Dataset entries section start

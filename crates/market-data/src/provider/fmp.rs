//! Financial Modeling Prep(FMP) HTTP 클라이언트.
//!
//! ## 사용 엔드포인트
//! - `/stable/batch-quote`: 여러 심볼 현재가 일괄 조회
//! - `/stable/{statement}`: 재무제표 (예: `income-statement`)
//! - `/stable/most-actives`: 거래 상위 종목
//!
//! ## 사용 예시
//! ```rust,ignore
//! let client = FmpClient::new(FmpConfig::new(base_url, Some(api_key)))?;
//! let quotes = client.batch_quote(&symbols).await?;
//! ```
//!
//! 클라이언트는 프로세스 시작 시 한 번 생성되어 종료까지 공유됩니다.
//! 내부 `reqwest::Client`가 연결 풀을 보유하므로 호출마다 새로 만들지 않습니다.

use async_trait::async_trait;
use reqwest::Client;
use secrecy::{ExposeSecret, SecretString};
use serde_json::Value;
use std::time::Duration;
use thiserror::Error;
use tracing::debug;

use market_core::Symbol;

use super::MarketDataProvider;

/// 로그에 남길 응답 본문 최대 길이
const MAX_ERROR_BODY_CHARS: usize = 500;

/// 제공자 호출 에러
#[derive(Debug, Error)]
pub enum ProviderError {
    #[error("HTTP 요청 실패: {0}")]
    Http(#[from] reqwest::Error),

    #[error("제공자 응답 오류 ({status}): {body}")]
    Status { status: u16, body: String },

    #[error("예상하지 못한 응답 형식: {0}")]
    UnexpectedShape(String),

    #[error("FMP API 키가 설정되지 않았습니다")]
    MissingApiKey,
}

/// FMP 클라이언트 설정
#[derive(Debug)]
pub struct FmpConfig {
    /// API 기본 URL (예: "https://financialmodelingprep.com")
    pub base_url: String,
    /// API 키
    pub api_key: Option<SecretString>,
    /// 요청 타임아웃
    pub timeout: Duration,
}

impl FmpConfig {
    pub fn new(base_url: impl Into<String>, api_key: Option<SecretString>) -> Self {
        Self {
            base_url: base_url.into(),
            api_key,
            timeout: Duration::from_secs(30),
        }
    }

    #[must_use]
    pub fn with_timeout(mut self, timeout: Duration) -> Self {
        self.timeout = timeout;
        self
    }
}

/// FMP HTTP 클라이언트
pub struct FmpClient {
    client: Client,
    base_url: String,
    api_key: Option<SecretString>,
}

impl FmpClient {
    /// 설정으로 클라이언트 생성
    pub fn new(config: FmpConfig) -> Result<Self, ProviderError> {
        let client = Client::builder().timeout(config.timeout).build()?;

        Ok(Self {
            client,
            base_url: config.base_url.trim_end_matches('/').to_string(),
            api_key: config.api_key,
        })
    }

    /// API 키 설정 여부
    pub fn has_api_key(&self) -> bool {
        self.api_key.is_some()
    }

    /// GET 요청 후 JSON 배열 응답을 반환합니다.
    async fn get_array(&self, path: &str, params: &[(&str, &str)]) -> Result<Vec<Value>, ProviderError> {
        let api_key = self.api_key.as_ref().ok_or(ProviderError::MissingApiKey)?;
        let url = format!("{}{}", self.base_url, path);

        debug!(path = path, "FMP 요청");

        let response = self
            .client
            .get(&url)
            .query(params)
            .query(&[("apikey", api_key.expose_secret())])
            .send()
            .await?;

        let status = response.status();
        if !status.is_success() {
            let body = response.text().await.unwrap_or_default();
            return Err(ProviderError::Status {
                status: status.as_u16(),
                body: body.chars().take(MAX_ERROR_BODY_CHARS).collect(),
            });
        }

        match response.json::<Value>().await? {
            Value::Array(items) => Ok(items),
            other => Err(ProviderError::UnexpectedShape(
                other.to_string().chars().take(MAX_ERROR_BODY_CHARS).collect(),
            )),
        }
    }
}

/// "income_statement" → "income-statement"
fn statement_path(statement_type: &str) -> String {
    format!("/stable/{}", statement_type.trim().replace('_', "-"))
}

#[async_trait]
impl MarketDataProvider for FmpClient {
    async fn batch_quote(&self, symbols: &[Symbol]) -> Result<Vec<Value>, ProviderError> {
        let csv = symbols
            .iter()
            .map(Symbol::as_str)
            .collect::<Vec<_>>()
            .join(",");

        self.get_array("/stable/batch-quote", &[("symbols", csv.as_str())])
            .await
    }

    async fn statements(
        &self,
        symbol: &Symbol,
        statement_type: &str,
        period: &str,
    ) -> Result<Vec<Value>, ProviderError> {
        self.get_array(
            &statement_path(statement_type),
            &[("symbol", symbol.as_str()), ("period", period)],
        )
        .await
    }

    async fn most_actives(&self) -> Result<Vec<Value>, ProviderError> {
        self.get_array("/stable/most-actives", &[]).await
    }
}
//! 저장소 계약 및 구현.
//!
//! 수집 단계는 아래 트레잇에만 의존합니다. 저장 엔진 자체는 이 crate의 관심사가 아니며,
//! 운영 환경에서는 PostgreSQL(`PgSession`, `PgAnalysisRepository`)을,
//! 테스트와 드라이런에서는 `InMemoryStore`를 사용합니다.
//!
//! 실행 단계용 트레잇(`QuoteStore` 등)은 `&mut self`를 받습니다.
//! 한 번의 실행 동안 하나의 연결을 점유하는 모델을 타입으로 표현하기 위함입니다.

pub mod memory;
pub mod postgres;

use async_trait::async_trait;
use chrono::{DateTime, Utc};
use std::collections::HashSet;

use market_core::{
    FundamentalsFilter, FundamentalsRecord, PredictionRecord, QuotePoint, QuoteRow, Symbol,
    TopTradedRow,
};

use crate::Result;

pub use memory::InMemoryStore;
pub use postgres::{connect_pool, run_migrations, DatabaseConfig, PgAnalysisRepository, PgSession};

/// 시세 수집용 저장소.
#[async_trait]
pub trait QuoteStore: Send {
    /// 갱신 대상 심볼 조회.
    ///
    /// 커서가 없거나 `stale_before`보다 오래된 심볼을 커서 없는 것 먼저,
    /// 그 다음 오래된 순으로 최대 `limit`개 반환합니다.
    async fn symbols_due(&mut self, stale_before: DateTime<Utc>, limit: i64) -> Result<Vec<Symbol>>;

    /// 시세 행 일괄 삽입. 삽입된 행 수를 반환합니다.
    async fn insert_quotes(&mut self, rows: &[QuoteRow]) -> Result<u64>;

    /// 주어진 심볼들의 커서를 `checked_at`으로 전진시킵니다.
    ///
    /// 커서는 앞으로만 움직입니다. 이미 더 최신인 커서는 변경하지 않습니다.
    async fn mark_checked(&mut self, symbols: &[Symbol], checked_at: DateTime<Utc>) -> Result<u64>;
}

/// 재무제표 수집용 저장소.
#[async_trait]
pub trait FundamentalsStore: Send {
    /// `symbols` 중 조건을 만족하는 최근 재무 데이터가 이미 있는 심볼 집합.
    async fn symbols_with_recent_fundamentals(
        &mut self,
        filter: &FundamentalsFilter,
        symbols: &[Symbol],
    ) -> Result<HashSet<Symbol>>;

    /// 중복 무시(ignore-duplicate) 방식 삽입. 새로 삽입된 행 수를 반환합니다.
    ///
    /// 레코드의 심볼은 시세 추적 대상으로도 등록됩니다 (기존 커서는 유지).
    async fn upsert_fundamentals(&mut self, records: &[FundamentalsRecord]) -> Result<u64>;
}

/// 재무제표 수집 대상 심볼 원천.
///
/// 반환값은 원시 문자열이며, 최종 정규화와 중복 제거는 호출 측에서 수행합니다.
#[async_trait]
pub trait SymbolSourceStore: Send {
    /// 허용 목록 심볼 (공백 제거 + 대문자 정규화, 빈 값과 중복 제외, 오름차순, 최대 `limit`개)
    ///
    /// 빈 값이나 대소문자 중복이 `limit`을 소모하지 않도록 제한 전에 정규화합니다.
    async fn allowlisted_symbols(&mut self, limit: i64) -> Result<Vec<String>>;

    /// `since` 이후 거래 상위 스냅샷의 심볼 (최신순, 최대 `limit`행)
    async fn top_traded_symbols(&mut self, since: DateTime<Utc>, limit: i64) -> Result<Vec<String>>;
}

/// 거래 상위 종목 스냅샷 저장소.
#[async_trait]
pub trait TopTradedStore: Send {
    async fn insert_top_traded(&mut self, rows: &[TopTradedRow]) -> Result<u64>;
}

/// 분석 조회용 저장소 (요청 단위 공유).
#[async_trait]
pub trait AnalysisStore: Send + Sync {
    /// 최신순 시세 최대 `limit`개
    async fn latest_quotes(&self, symbol: &Symbol, limit: i64) -> Result<Vec<QuotePoint>>;

    /// 최신순 예측 레코드 최대 `limit`개
    async fn latest_predictions(&self, symbol: &Symbol, limit: i64) -> Result<Vec<PredictionRecord>>;

    /// 저장소 연결 확인
    async fn ping(&self) -> Result<()>;
}
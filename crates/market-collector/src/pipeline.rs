//! 수집 단계 실행기.
//!
//! 각 실행마다 풀에서 연결 하나를 빌려(`PgSession`) 단계가 끝날 때까지 점유합니다.
//! 세션은 drop 시점에 풀로 반환됩니다.

use chrono::{DateTime, Utc};
use market_core::Symbol;
use market_data::{MarketDataProvider, PgSession};
use sqlx::PgPool;
use std::sync::Arc;

use crate::config::FundamentalsSource;
use crate::modules::{fundamental_sync, quote_ingest, top_traded};
use crate::{CollectionStats, CollectorConfig};

/// 프로세스 수명 동안 공유되는 수집 실행기.
pub struct Pipeline {
    pool: PgPool,
    provider: Arc<dyn MarketDataProvider>,
    config: CollectorConfig,
}

impl Pipeline {
    pub fn new(pool: PgPool, provider: Arc<dyn MarketDataProvider>, config: CollectorConfig) -> Self {
        Self {
            pool,
            provider,
            config,
        }
    }

    pub fn config(&self) -> &CollectorConfig {
        &self.config
    }

    /// 시세 수집 (`symbols`가 없으면 갱신 대상 자동 선택)
    pub async fn collect_quotes(
        &self,
        now: DateTime<Utc>,
        symbols: Option<Vec<Symbol>>,
    ) -> Option<CollectionStats> {
        let mut session = self.session("시세 수집").await?;
        quote_ingest::run(&mut session, self.provider.as_ref(), &self.config, now, symbols).await
    }

    /// 재무제표 동기화 (`source`가 없으면 설정값 사용)
    pub async fn sync_fundamentals(
        &self,
        now: DateTime<Utc>,
        source: Option<FundamentalsSource>,
    ) -> Option<CollectionStats> {
        let source = source.unwrap_or(self.config.fundamentals.source);
        let mut session = self.session("재무제표 동기화").await?;
        fundamental_sync::run(&mut session, self.provider.as_ref(), &self.config, now, source).await
    }

    /// 거래 상위 종목 스냅샷 수집
    pub async fn ingest_top_traded(&self, now: DateTime<Utc>) -> Option<CollectionStats> {
        let mut session = self.session("거래 상위 종목 수집").await?;
        top_traded::run(&mut session, self.provider.as_ref(), &self.config, now).await
    }

    async fn session(&self, operation: &str) -> Option<PgSession> {
        match PgSession::acquire(&self.pool).await {
            Ok(session) => Some(session),
            Err(e) => {
                tracing::error!(operation = operation, error = %e, "데이터베이스 연결 획득 실패");
                None
            }
        }
    }
}
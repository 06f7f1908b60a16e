//! Analysis API 라우트
//!
//! 저장된 최근 시세에 롤링 피처를 계산하고, 외부 예측 서비스가 기록한 예측 레코드를 함께 반환합니다.
//!
//! # 엔드포인트
//!
//! - `GET /analysis/{symbol}` - 시세/피처/예측 조회

use axum::{
    extract::{rejection::QueryRejection, Path, Query, State},
    routing::get,
    Json, Router,
};
use market_analytics::{Feature, FeatureEngine, FeatureSet};
use market_core::{FeaturePoint, PredictionRecord, Symbol};
use serde::{Deserialize, Serialize};
use std::sync::Arc;
use tracing::debug;
use utoipa::{IntoParams, ToSchema};
use validator::Validate;

use crate::error::{ApiError, ApiErrorResponse, ApiResult};
use crate::state::AppState;

// ================================================================================================
// Request/Response Types
// ================================================================================================

/// 분석 조회 쿼리
#[derive(Debug, Deserialize, Validate, IntoParams)]
#[into_params(parameter_in = Query)]
pub struct AnalysisQuery {
    /// 조회할 최근 시세 개수 (기본 200)
    #[serde(default = "default_points")]
    #[validate(range(min = 1, max = 5000, message = "points는 1-5000 사이여야 합니다"))]
    pub points: u32,

    /// 이동 구간 크기 (기본 20)
    #[serde(default = "default_window")]
    #[validate(range(min = 1, max = 1000, message = "window는 1-1000 사이여야 합니다"))]
    pub window: u32,

    /// 조회할 예측 레코드 개수 (기본 25)
    #[serde(default = "default_predictions")]
    #[validate(range(max = 500, message = "predictions는 0-500 사이여야 합니다"))]
    pub predictions: u32,

    /// 쉼표로 구분된 피처 목록 (ma, vol, pct_change). 생략 시 전체
    #[serde(default)]
    pub features: Option<String>,
}

fn default_points() -> u32 {
    200
}

fn default_window() -> u32 {
    20
}

fn default_predictions() -> u32 {
    25
}

impl AnalysisQuery {
    /// 요청된 피처 이름 (공백 제거, 빈 항목 제외). 없으면 전체 피처.
    pub fn feature_names(&self) -> Vec<String> {
        let names: Vec<String> = self
            .features
            .as_deref()
            .unwrap_or_default()
            .split(',')
            .map(str::trim)
            .filter(|s| !s.is_empty())
            .map(str::to_string)
            .collect();

        if names.is_empty() {
            Feature::ALL.iter().map(|f| f.as_str().to_string()).collect()
        } else {
            names
        }
    }
}

/// 분석 응답
#[derive(Debug, Serialize, Deserialize, ToSchema)]
pub struct AnalysisResponse {
    /// 정규화된 심볼
    pub symbol: String,
    /// 피처가 계산된 시세 (최신순)
    pub quotes: Vec<FeaturePoint>,
    /// 예측 레코드 (최신순)
    pub predictions: Vec<PredictionRecord>,
    /// 요청 정보
    pub meta: AnalysisMeta,
}

/// 분석 요청 정보
#[derive(Debug, Serialize, Deserialize, ToSchema)]
#[serde(rename_all = "camelCase")]
pub struct AnalysisMeta {
    pub points: u32,
    pub window: u32,
    /// 요청된 피처 이름 (알 수 없는 이름 포함, 계산에서는 무시됨)
    pub features: Vec<String>,
    pub pred_limit: u32,
}

// ================================================================================================
// Handlers
// ================================================================================================

/// GET /analysis/{symbol} - 시세 피처 및 예측 조회
#[utoipa::path(
    get,
    path = "/analysis/{symbol}",
    tag = "analysis",
    params(
        ("symbol" = String, Path, description = "티커 심볼 (대소문자 무관)"),
        AnalysisQuery
    ),
    responses(
        (status = 200, description = "조회 성공", body = AnalysisResponse),
        (status = 400, description = "잘못된 요청", body = ApiErrorResponse),
        (status = 500, description = "서버 에러", body = ApiErrorResponse)
    )
)]
pub async fn get_analysis(
    State(state): State<Arc<AppState>>,
    Path(raw_symbol): Path<String>,
    query: Result<Query<AnalysisQuery>, QueryRejection>,
) -> ApiResult<Json<AnalysisResponse>> {
    let symbol = Symbol::parse(&raw_symbol).ok_or(ApiError::InvalidSymbol(raw_symbol))?;

    // 숫자가 아닌 파라미터도 JSON 에러 본문으로 응답
    let Query(query) = query.map_err(|rejection| ApiError::Validation(rejection.body_text()))?;

    // 입력 유효성 검사
    if let Err(errors) = query.validate() {
        let message = errors
            .field_errors()
            .iter()
            .flat_map(|(field, errors)| {
                errors.iter().map(move |e| {
                    e.message
                        .as_ref()
                        .map(|m| m.to_string())
                        .unwrap_or_else(|| format!("{}: 유효하지 않은 값", field))
                })
            })
            .collect::<Vec<_>>()
            .join("; ");
        return Err(ApiError::Validation(message));
    }

    let feature_names = query.feature_names();
    let feature_set = FeatureSet::from_names(&feature_names);

    let quotes = state
        .store
        .latest_quotes(&symbol, i64::from(query.points))
        .await?;
    let enriched = FeatureEngine::new().compute(quotes, &feature_set, query.window as usize)?;

    let predictions = if query.predictions == 0 {
        Vec::new()
    } else {
        state
            .store
            .latest_predictions(&symbol, i64::from(query.predictions))
            .await?
    };

    debug!(
        symbol = %symbol,
        quotes = enriched.len(),
        predictions = predictions.len(),
        "분석 조회 완료"
    );

    Ok(Json(AnalysisResponse {
        symbol: symbol.into_inner(),
        quotes: enriched,
        predictions,
        meta: AnalysisMeta {
            points: query.points,
            window: query.window,
            features: feature_names,
            pred_limit: query.predictions,
        },
    }))
}

/// 분석 라우터 생성.
pub fn analysis_router() -> Router<Arc<AppState>> {
    Router::new().route("/analysis/{symbol}", get(get_analysis))
}

#[cfg(test)]
mod tests {
    use super::*;

    fn query(features: Option<&str>) -> AnalysisQuery {
        AnalysisQuery {
            points: default_points(),
            window: default_window(),
            predictions: default_predictions(),
            features: features.map(str::to_string),
        }
    }

    #[test]
    fn test_feature_names_default_to_all() {
        assert_eq!(query(None).feature_names(), vec!["ma", "vol", "pct_change"]);
        assert_eq!(query(Some(" , ")).feature_names(), vec!["ma", "vol", "pct_change"]);
    }

    #[test]
    fn test_feature_names_keep_requested_order() {
        assert_eq!(
            query(Some("pct_change, ma,foo")).feature_names(),
            vec!["pct_change", "ma", "foo"]
        );
    }

    #[test]
    fn test_validation_rejects_zero_window() {
        let mut q = query(None);
        assert!(q.validate().is_ok());

        q.window = 0;
        assert!(q.validate().is_err());
    }

    #[test]
    fn test_meta_serializes_pred_limit_in_camel_case() {
        let meta = AnalysisMeta {
            points: 200,
            window: 20,
            features: vec!["ma".into()],
            pred_limit: 25,
        };
        let json = serde_json::to_value(&meta).unwrap();
        assert_eq!(json["predLimit"], 25);
        assert!(json.get("pred_limit").is_none());
    }
}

Dataset entries section end

Only the lines holding the string "PredictionRecord" are needed; copy each of them from the material above.

_Task solution_
    FundamentalsFilter, FundamentalsRecord, PredictionRecord, QuotePoint, QuoteRow, Symbol,
    async fn latest_predictions(&self, symbol: &Symbol, limit: i64) -> Result<Vec<PredictionRecord>>;
use market_core::{FeaturePoint, PredictionRecord, Symbol};
    pub predictions: Vec<PredictionRecord>,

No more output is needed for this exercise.